Pain-Free Horse Riding — how to treat current problems and help prevent new ones from occurring

Pain-Free Horse Riding is a book billed as the first to combine exercises for all levels of ability of horse riders to increase strength and flexibility and improve riding and address the pain they suffer from and how to relieve it. It also looks into why riders have pain and tension and how these problems can affect both their horse and their riding.

Author Nikki Robinson, who is an experienced horse owner, rider, physiotherapist and Myofascial Release therapist, offers realistic ways to improve common conditions such as back and neck pain, tendonitis, fibromyalgia, osteoarthritis, joint pain and stiffness and repetitive strain injury.

The format of this book allows readers to complete it from cover to cover, or to dip in and out of different chapters. Pain-Free Horse Riding is relevant to both those already suffering from pain while riding and also to those who are not as it provides readers with the resources and information to prevent pain occurring in the first place.
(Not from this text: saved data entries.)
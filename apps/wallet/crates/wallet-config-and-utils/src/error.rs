//! Core error types for configuration and paths.

use thiserror::Error;

/// Core error type for boot configuration.
#[derive(Error, Debug)]
pub enum CoreError {
    /// Configuration error
    #[error("Configuration error: {0}")]
    Config(String),

    /// IO error
    #[error("IO error: {0}")]
    Io(#[from] std::io::Error),

    /// JSON serialization/deserialization error
    #[error("JSON error: {0}")]
    Json(#[from] serde_json::Error),

    /// Path error (e.g., home directory not found)
    #[error("Path error: {0}")]
    Path(String),
}

/// Result type alias using CoreError.
pub type CoreResult<T> = Result<T, CoreError>;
In this book extract, Nikki Robinson focuses on riding posture — the position of your head, shoulders, back, buttocks and legs — and how this affects your riding:

Your skeleton only has the structure that it has because of the soft tissue holding the bones in their relative positions — without it you would simply be a pile of bones. So if your muscles are tight your whole skeleton will be pulled out of position. This makes it extremely difficult to achieve a toned and balanced posture. Muscles can appear weak if they are tight or twisted. Often, riding instructors will repeatedly tell their pupils to pull their shoulders back, put their heels down, and sit up straight. The reason this is so difficult to maintain is that tension within your body is pulling you into different positions.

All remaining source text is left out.